Transcribe the records in full, keeping every word exactly as given.

··· Data ···

/// An update to a nullable field that keeps "leave unchanged" distinct from
/// "clear back to inherit".
#[derive(Debug, Clone, PartialEq, Default)]
pub enum Patch<T> {
    #[default]
    Keep,
    Clear,
    Set(T),
}

impl<T> Patch<T> {
    /// Applies the patch to `target`. Returns true if `target` was touched.
    pub fn apply(self, target: &mut Option<T>) -> bool {
        match self {
            Patch::Keep => false,
            Patch::Clear => {
                *target = None;
                true
            }
            Patch::Set(value) => {
                *target = Some(value);
                true
            }
        }
    }

    #[must_use]
    pub fn is_keep(&self) -> bool {
        matches!(self, Patch::Keep)
    }

    /// The value being set, if any.
    #[must_use]
    pub fn as_set(&self) -> Option<&T> {
        match self {
            Patch::Set(value) => Some(value),
            _ => None,
        }
    }

    /// Builds a patch from a CLI-style pair: a new value and a clear flag.
    /// The clear flag wins.
    #[must_use]
    pub fn from_flags(value: Option<T>, clear: bool) -> Self {
        match (value, clear) {
            (_, true) => Patch::Clear,
            (Some(v), false) => Patch::Set(v),
            (None, false) => Patch::Keep,
        }
    }
}

#[cfg(test)]
mod tests {
    use super::*;

    #[test]
    fn test_keep_leaves_value() {
        let mut v = Some(3);
        assert!(!Patch::Keep.apply(&mut v));
        assert_eq!(v, Some(3));
    }

    #[test]
    fn test_clear_and_set() {
        let mut v = Some(3);
        assert!(Patch::Clear.apply(&mut v));
        assert_eq!(v, None);
        assert!(Patch::Set(5).apply(&mut v));
        assert_eq!(v, Some(5));
    }

    #[test]
    fn test_from_flags() {
        assert_eq!(Patch::from_flags(Some(1), true), Patch::Clear);
        assert_eq!(Patch::from_flags(Some(1), false), Patch::Set(1));
        assert_eq!(Patch::<i32>::from_flags(None, false), Patch::Keep);
    }
}
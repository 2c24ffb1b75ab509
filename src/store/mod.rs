pub mod path;
mod schema;
mod sqlite;

pub use sqlite::SqliteStore;

use crate::error::Result;
use crate::types::*;

/// Store defines the persistence interface for secrets and settings rows.
///
/// Every write touches a single row. `modify_*_settings` creates the row from
/// `defaults` when missing, then runs `apply` on it and writes it back in one
/// transaction when `apply` returns true.
pub trait Store: Send + Sync {
    fn initialize(&self) -> Result<()>;

    // Encrypted secret operations
    fn get_secret(&self, path: &str) -> Result<Option<EncryptedSecret>>;
    fn upsert_secret(&self, path: &str, ciphertext: &str) -> Result<()>;
    fn delete_secret(&self, path: &str) -> Result<bool>;

    // Organization settings operations
    fn ensure_org_settings(&self, defaults: &OrganizationSettings) -> Result<OrganizationSettings>;
    fn get_org_settings(&self, organization_id: &str) -> Result<Option<OrganizationSettings>>;
    fn modify_org_settings(
        &self,
        defaults: &OrganizationSettings,
        apply: &mut dyn FnMut(&mut OrganizationSettings) -> bool,
    ) -> Result<OrganizationSettings>;

    // Team settings operations
    fn ensure_team_settings(&self, defaults: &TeamSettings) -> Result<TeamSettings>;
    fn get_team_settings(&self, team_id: &str) -> Result<Option<TeamSettings>>;
    fn modify_team_settings(
        &self,
        defaults: &TeamSettings,
        apply: &mut dyn FnMut(&mut TeamSettings) -> bool,
    ) -> Result<TeamSettings>;

    // User settings operations
    fn ensure_user_settings(&self, defaults: &UserSettings) -> Result<UserSettings>;
    fn get_user_settings(&self, user_id: &str) -> Result<Option<UserSettings>>;
    fn modify_user_settings(
        &self,
        defaults: &UserSettings,
        apply: &mut dyn FnMut(&mut UserSettings) -> bool,
    ) -> Result<UserSettings>;

    // Custom provider operations
    fn create_custom_provider(&self, provider: &CustomProvider) -> Result<()>;
    fn get_custom_provider(&self, id: &str) -> Result<Option<CustomProvider>>;
    /// Enabled providers of an organization. With a team, only the
    /// organization-wide providers plus that team's own.
    fn list_custom_providers(
        &self,
        organization_id: &str,
        team_id: Option<&str>,
    ) -> Result<Vec<CustomProvider>>;
    /// Updates the row matching both `id` and `organization_id`.
    fn update_custom_provider(&self, provider: &CustomProvider) -> Result<()>;
    fn delete_custom_provider(&self, id: &str) -> Result<bool>;

    fn close(&self) -> Result<()>;
}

···

**Answer to the problem:**
/// An update to a nullable field that keeps "leave unchanged" distinct from
/// "clear back to inherit".
#[derive(Debug, Clone, PartialEq, Default)]
pub enum Patch<T> {
    #[default]
    Keep,
    Clear,
    Set(T),
}

impl<T> Patch<T> {
    /// Applies the patch to `target`. Returns true if `target` was touched.
    pub fn apply(self, target: &mut Option<T>) -> bool {
        match self {
            Patch::Keep => false,
            Patch::Clear => {
                *target = None;
                true
            }
            Patch::Set(value) => {
                *target = Some(value);
                true
            }
        }
    }

    #[must_use]
    pub fn is_keep(&self) -> bool {
        matches!(self, Patch::Keep)
    }

    /// The value being set, if any.
    #[must_use]
    pub fn as_set(&self) -> Option<&T> {
        match self {
            Patch::Set(value) => Some(value),
            _ => None,
        }
    }

    /// Builds a patch from a CLI-style pair: a new value and a clear flag.
    /// The clear flag wins.
    #[must_use]
    pub fn from_flags(value: Option<T>, clear: bool) -> Self {
        match (value, clear) {
            (_, true) => Patch::Clear,
            (Some(v), false) => Patch::Set(v),
            (None, false) => Patch::Keep,
        }
    }
}

#[cfg(test)]
mod tests {
    use super::*;

    #[test]
    fn test_keep_leaves_value() {
        let mut v = Some(3);
        assert!(!Patch::Keep.apply(&mut v));
        assert_eq!(v, Some(3));
    }

    #[test]
    fn test_clear_and_set() {
        let mut v = Some(3);
        assert!(Patch::Clear.apply(&mut v));
        assert_eq!(v, None);
        assert!(Patch::Set(5).apply(&mut v));
        assert_eq!(v, Some(5));
    }

    #[test]
    fn test_from_flags() {
        assert_eq!(Patch::from_flags(Some(1), true), Patch::Clear);
        assert_eq!(Patch::from_flags(Some(1), false), Patch::Set(1));
        assert_eq!(Patch::<i32>::from_flags(None, false), Patch::Keep);
    }
}
repository 2c24ffb1b75ab509
filename src/store/mod.rs
pub mod path;
mod schema;
mod sqlite;

pub use sqlite::SqliteStore;

use crate::error::Result;
use crate::types::*;

/// Store defines the persistence interface for secrets and settings rows.
///
/// Every write touches a single row. `modify_*_settings` creates the row from
/// `defaults` when missing, then runs `apply` on it and writes it back in one
/// transaction when `apply` returns true.
pub trait Store: Send + Sync {
    fn initialize(&self) -> Result<()>;

    // Encrypted secret operations
    fn get_secret(&self, path: &str) -> Result<Option<EncryptedSecret>>;
    fn upsert_secret(&self, path: &str, ciphertext: &str) -> Result<()>;
    fn delete_secret(&self, path: &str) -> Result<bool>;

    // Organization settings operations
    fn ensure_org_settings(&self, defaults: &OrganizationSettings) -> Result<OrganizationSettings>;
    fn get_org_settings(&self, organization_id: &str) -> Result<Option<OrganizationSettings>>;
    fn modify_org_settings(
        &self,
        defaults: &OrganizationSettings,
        apply: &mut dyn FnMut(&mut OrganizationSettings) -> bool,
    ) -> Result<OrganizationSettings>;

    // Team settings operations
    fn ensure_team_settings(&self, defaults: &TeamSettings) -> Result<TeamSettings>;
    fn get_team_settings(&self, team_id: &str) -> Result<Option<TeamSettings>>;
    fn modify_team_settings(
        &self,
        defaults: &TeamSettings,
        apply: &mut dyn FnMut(&mut TeamSettings) -> bool,
    ) -> Result<TeamSettings>;

    // User settings operations
    fn ensure_user_settings(&self, defaults: &UserSettings) -> Result<UserSettings>;
    fn get_user_settings(&self, user_id: &str) -> Result<Option<UserSettings>>;
    fn modify_user_settings(
        &self,
        defaults: &UserSettings,
        apply: &mut dyn FnMut(&mut UserSettings) -> bool,
    ) -> Result<UserSettings>;

    // Custom provider operations
    fn create_custom_provider(&self, provider: &CustomProvider) -> Result<()>;
    fn get_custom_provider(&self, id: &str) -> Result<Option<CustomProvider>>;
    /// Enabled providers of an organization. With a team, only the
    /// organization-wide providers plus that team's own.
    fn list_custom_providers(
        &self,
        organization_id: &str,
        team_id: Option<&str>,
    ) -> Result<Vec<CustomProvider>>;
    /// Updates the row matching both `id` and `organization_id`.
    fn update_custom_provider(&self, provider: &CustomProvider) -> Result<()>;
    fn delete_custom_provider(&self, id: &str) -> Result<bool>;

    fn close(&self) -> Result<()>;
}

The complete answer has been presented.